##### Source material

//! Property insights runner - derives page figures for snapshot files

mod snapshot;

use anyhow::Result;
use chrono::Utc;
use property_insights::{derive_insights, similar_properties, DerivationDefaults};
use snapshot::{load_input, similar_listings, InsightsReport};
use std::env;
use std::path::{Path, PathBuf};
use tracing::{error, info};
use tracing_subscriber::EnvFilter;

fn main() -> Result<()> {
    // Initialize logging
    tracing_subscriber::fmt()
        .with_env_filter(
            EnvFilter::try_from_default_env().unwrap_or_else(|_| EnvFilter::new("info")),
        )
        .with_target(false)
        .with_thread_ids(false)
        .with_level(true)
        .with_writer(std::io::stderr)
        .init();

    info!("Starting property insights");

    // Load configuration from environment
    dotenvy::dotenv().ok();
    let defaults = DerivationDefaults::from_env()?;
    info!("Configuration loaded: {:?}", defaults);

    let paths: Vec<PathBuf> = env::args().skip(1).map(PathBuf::from).collect();
    if paths.is_empty() {
        anyhow::bail!("Usage: property-insights <snapshot.json>...");
    }

    let mut failures = 0;
    for path in &paths {
        match run_snapshot(path, &defaults) {
            Ok(report) => {
                println!("{}", serde_json::to_string_pretty(&report)?);
                info!("✓ {} complete", path.display());
            }
            Err(e) => {
                failures += 1;
                error!("✗ {} failed: {:#}", path.display(), e);
            }
        }
    }

    info!(
        "Property insights complete: {} ok, {} failed",
        paths.len() - failures,
        failures
    );

    if failures > 0 {
        anyhow::bail!("{} snapshot(s) failed", failures);
    }
    Ok(())
}

/// Load one snapshot and run the derivation pass over it
fn run_snapshot(path: &Path, defaults: &DerivationDefaults) -> Result<InsightsReport> {
    let input = load_input(path)?;

    let insights = derive_insights(&input.snapshot, defaults)?;
    let ranked = similar_properties(&input.snapshot, &input.candidates, defaults);
    let similar = similar_listings(&input.snapshot, &ranked);

    Ok(InsightsReport {
        source: path.display().to_string(),
        generated_at: Utc::now(),
        insights,
        similar,
    })
}
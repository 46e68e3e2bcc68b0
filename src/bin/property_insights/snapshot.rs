//! Input/output documents for the command line runner

use anyhow::{Context, Result};
use chrono::{DateTime, Utc};
use property_insights::insights::similarity::similarity_score;
use property_insights::insights::{Property, PropertySnapshot};
use property_insights::PropertyInsights;
use serde::{Deserialize, Serialize};
use std::fs;
use std::path::Path;
use tracing::info;

/// One property page worth of API data plus listings to compare against
#[derive(Debug, Deserialize)]
#[serde(rename_all = "camelCase")]
pub struct InsightsInput {
    #[serde(flatten)]
    pub snapshot: PropertySnapshot,
    #[serde(default)]
    pub candidates: Vec<Property>,
}

#[derive(Debug, Serialize)]
#[serde(rename_all = "camelCase")]
pub struct SimilarListing {
    pub id: i64,
    pub name: String,
    pub score: u32,
}

#[derive(Debug, Serialize)]
#[serde(rename_all = "camelCase")]
pub struct InsightsReport {
    pub source: String,
    pub generated_at: DateTime<Utc>,
    pub insights: PropertyInsights,
    pub similar: Vec<SimilarListing>,
}

/// Read and deserialize a snapshot file
pub fn load_input(path: &Path) -> Result<InsightsInput> {
    info!("Loading snapshot from {:?}", path);
    let raw = fs::read_to_string(path).with_context(|| format!("Failed to read {:?}", path))?;
    let input: InsightsInput =
        serde_json::from_str(&raw).with_context(|| format!("Invalid snapshot JSON in {:?}", path))?;
    info!(
        "Loaded property {} with {} configurations and {} candidates",
        input.snapshot.property.id,
        input.snapshot.configurations.len(),
        input.candidates.len()
    );
    Ok(input)
}

pub fn similar_listings(snapshot: &PropertySnapshot, ranked: &[&Property]) -> Vec<SimilarListing> {
    let has_configurations = !snapshot.configurations.is_empty();
    ranked
        .iter()
        .map(|p| SimilarListing {
            id: p.id,
            name: p.name.clone(),
            score: similarity_score(&snapshot.property, p, has_configurations),
        })
        .collect()
}

#[cfg(test)]
mod tests {
    use super::*;
    use std::io::Write;
    use tempfile::NamedTempFile;

    const SNAPSHOT_JSON: &str = r#"{
        "property": {"id": 1, "name": "Skyline", "zone": "north", "type": "apartment"},
        "configurations": [
            {"id": 1, "propertyId": 1, "configuration": "3 BHK", "builtUpArea": 1200, "pricePerSqft": 8500}
        ],
        "civilReport": {"overallScore": 7.5, "investmentRecommendation": "highly-recommended"},
        "candidates": [
            {"id": 2, "name": "Lakeview", "zone": "north"},
            {"id": 3, "name": "Hilltop", "zone": "south"}
        ]
    }"#;

    #[test]
    fn test_load_input() {
        let mut file = NamedTempFile::new().unwrap();
        file.write_all(SNAPSHOT_JSON.as_bytes()).unwrap();

        let input = load_input(file.path()).unwrap();

        // Test snapshot and candidates share one document
        assert_eq!(input.snapshot.property.id, 1);
        assert_eq!(input.snapshot.configurations[0].price_per_sqft, Some(8500.0));
        assert!(input.snapshot.civil_report.is_some());
        assert!(input.snapshot.valuation_report.is_none());
        assert_eq!(input.candidates.len(), 2);
    }

    #[test]
    fn test_load_input_invalid_json() {
        let mut file = NamedTempFile::new().unwrap();
        file.write_all(b"{ not json").unwrap();

        let err = load_input(file.path()).unwrap_err();
        // Test parse errors carry context
        assert!(err.to_string().contains("Invalid snapshot JSON"));
    }

    #[test]
    fn test_similar_listings_scores() {
        let input: InsightsInput = serde_json::from_str(SNAPSHOT_JSON).unwrap();
        let ranked: Vec<&Property> = input.candidates.iter().collect();

        let listings = similar_listings(&input.snapshot, &ranked);

        // Test zone 40 + zone again 10 (reference has configurations)
        assert_eq!(listings[0].score, 50);
        assert_eq!(listings[1].score, 0);
        assert_eq!(listings[0].name, "Lakeview");
    }
}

##########

Description of the task: Take the lines above and retype all of them exactly.

Response to the task:
//! Property insights runner - derives page figures for snapshot files

mod snapshot;

use anyhow::Result;
use chrono::Utc;
use property_insights::{derive_insights, similar_properties, DerivationDefaults};
use snapshot::{load_input, similar_listings, InsightsReport};
use std::env;
use std::path::{Path, PathBuf};
use tracing::{error, info};
use tracing_subscriber::EnvFilter;

fn main() -> Result<()> {
    // Initialize logging
    tracing_subscriber::fmt()
        .with_env_filter(
            EnvFilter::try_from_default_env().unwrap_or_else(|_| EnvFilter::new("info")),
        )
        .with_target(false)
        .with_thread_ids(false)
        .with_level(true)
        .with_writer(std::io::stderr)
        .init();

    info!("Starting property insights");

    // Load configuration from environment
    dotenvy::dotenv().ok();
    let defaults = DerivationDefaults::from_env()?;
    info!("Configuration loaded: {:?}", defaults);

    let paths: Vec<PathBuf> = env::args().skip(1).map(PathBuf::from).collect();
    if paths.is_empty() {
        anyhow::bail!("Usage: property-insights <snapshot.json>...");
    }

    let mut failures = 0;
    for path in &paths {
        match run_snapshot(path, &defaults) {
            Ok(report) => {
                println!("{}", serde_json::to_string_pretty(&report)?);
                info!("✓ {} complete", path.display());
            }
            Err(e) => {
                failures += 1;
                error!("✗ {} failed: {:#}", path.display(), e);
            }
        }
    }

    info!(
        "Property insights complete: {} ok, {} failed",
        paths.len() - failures,
        failures
    );

    if failures > 0 {
        anyhow::bail!("{} snapshot(s) failed", failures);
    }
    Ok(())
}

/// Load one snapshot and run the derivation pass over it
fn run_snapshot(path: &Path, defaults: &DerivationDefaults) -> Result<InsightsReport> {
    let input = load_input(path)?;

    let insights = derive_insights(&input.snapshot, defaults)?;
    let ranked = similar_properties(&input.snapshot, &input.candidates, defaults);
    let similar = similar_listings(&input.snapshot, &ranked);

    Ok(InsightsReport {
        source: path.display().to_string(),
        generated_at: Utc::now(),
        insights,
        similar,
    })
}
repository 46e68e3e2bcc68b0
filename src/bin/property_insights/snapshot.rs
//! Input/output documents for the command line runner

use anyhow::{Context, Result};
use chrono::{DateTime, Utc};
use property_insights::insights::similarity::similarity_score;
use property_insights::insights::{Property, PropertySnapshot};
use property_insights::PropertyInsights;
use serde::{Deserialize, Serialize};
use std::fs;
use std::path::Path;
use tracing::info;

/// One property page worth of API data plus listings to compare against
#[derive(Debug, Deserialize)]
#[serde(rename_all = "camelCase")]
pub struct InsightsInput {
    #[serde(flatten)]
    pub snapshot: PropertySnapshot,
    #[serde(default)]
    pub candidates: Vec<Property>,
}

#[derive(Debug, Serialize)]
#[serde(rename_all = "camelCase")]
pub struct SimilarListing {
    pub id: i64,
    pub name: String,
    pub score: u32,
}

#[derive(Debug, Serialize)]
#[serde(rename_all = "camelCase")]
pub struct InsightsReport {
    pub source: String,
    pub generated_at: DateTime<Utc>,
    pub insights: PropertyInsights,
    pub similar: Vec<SimilarListing>,
}

/// Read and deserialize a snapshot file
pub fn load_input(path: &Path) -> Result<InsightsInput> {
    info!("Loading snapshot from {:?}", path);
    let raw = fs::read_to_string(path).with_context(|| format!("Failed to read {:?}", path))?;
    let input: InsightsInput =
        serde_json::from_str(&raw).with_context(|| format!("Invalid snapshot JSON in {:?}", path))?;
    info!(
        "Loaded property {} with {} configurations and {} candidates",
        input.snapshot.property.id,
        input.snapshot.configurations.len(),
        input.candidates.len()
    );
    Ok(input)
}

pub fn similar_listings(snapshot: &PropertySnapshot, ranked: &[&Property]) -> Vec<SimilarListing> {
    let has_configurations = !snapshot.configurations.is_empty();
    ranked
        .iter()
        .map(|p| SimilarListing {
            id: p.id,
            name: p.name.clone(),
            score: similarity_score(&snapshot.property, p, has_configurations),
        })
        .collect()
}

#[cfg(test)]
mod tests {
    use super::*;
    use std::io::Write;
    use tempfile::NamedTempFile;

    const SNAPSHOT_JSON: &str = r#"{
        "property": {"id": 1, "name": "Skyline", "zone": "north", "type": "apartment"},
        "configurations": [
            {"id": 1, "propertyId": 1, "configuration": "3 BHK", "builtUpArea": 1200, "pricePerSqft": 8500}
        ],
        "civilReport": {"overallScore": 7.5, "investmentRecommendation": "highly-recommended"},
        "candidates": [
            {"id": 2, "name": "Lakeview", "zone": "north"},
            {"id": 3, "name": "Hilltop", "zone": "south"}
        ]
    }"#;

    #[test]
    fn test_load_input() {
        let mut file = NamedTempFile::new().unwrap();
        file.write_all(SNAPSHOT_JSON.as_bytes()).unwrap();

        let input = load_input(file.path()).unwrap();

        // Test snapshot and candidates share one document
        assert_eq!(input.snapshot.property.id, 1);
        assert_eq!(input.snapshot.configurations[0].price_per_sqft, Some(8500.0));
        assert!(input.snapshot.civil_report.is_some());
        assert!(input.snapshot.valuation_report.is_none());
        assert_eq!(input.candidates.len(), 2);
    }

    #[test]
    fn test_load_input_invalid_json() {
        let mut file = NamedTempFile::new().unwrap();
        file.write_all(b"{ not json").unwrap();

        let err = load_input(file.path()).unwrap_err();
        // Test parse errors carry context
        assert!(err.to_string().contains("Invalid snapshot JSON"));
    }

    #[test]
    fn test_similar_listings_scores() {
        let input: InsightsInput = serde_json::from_str(SNAPSHOT_JSON).unwrap();
        let ranked: Vec<&Property> = input.candidates.iter().collect();

        let listings = similar_listings(&input.snapshot, &ranked);

        // Test zone 40 + zone again 10 (reference has configurations)
        assert_eq!(listings[0].score, 50);
        assert_eq!(listings[1].score, 0);
        assert_eq!(listings[0].name, "Lakeview");
    }
}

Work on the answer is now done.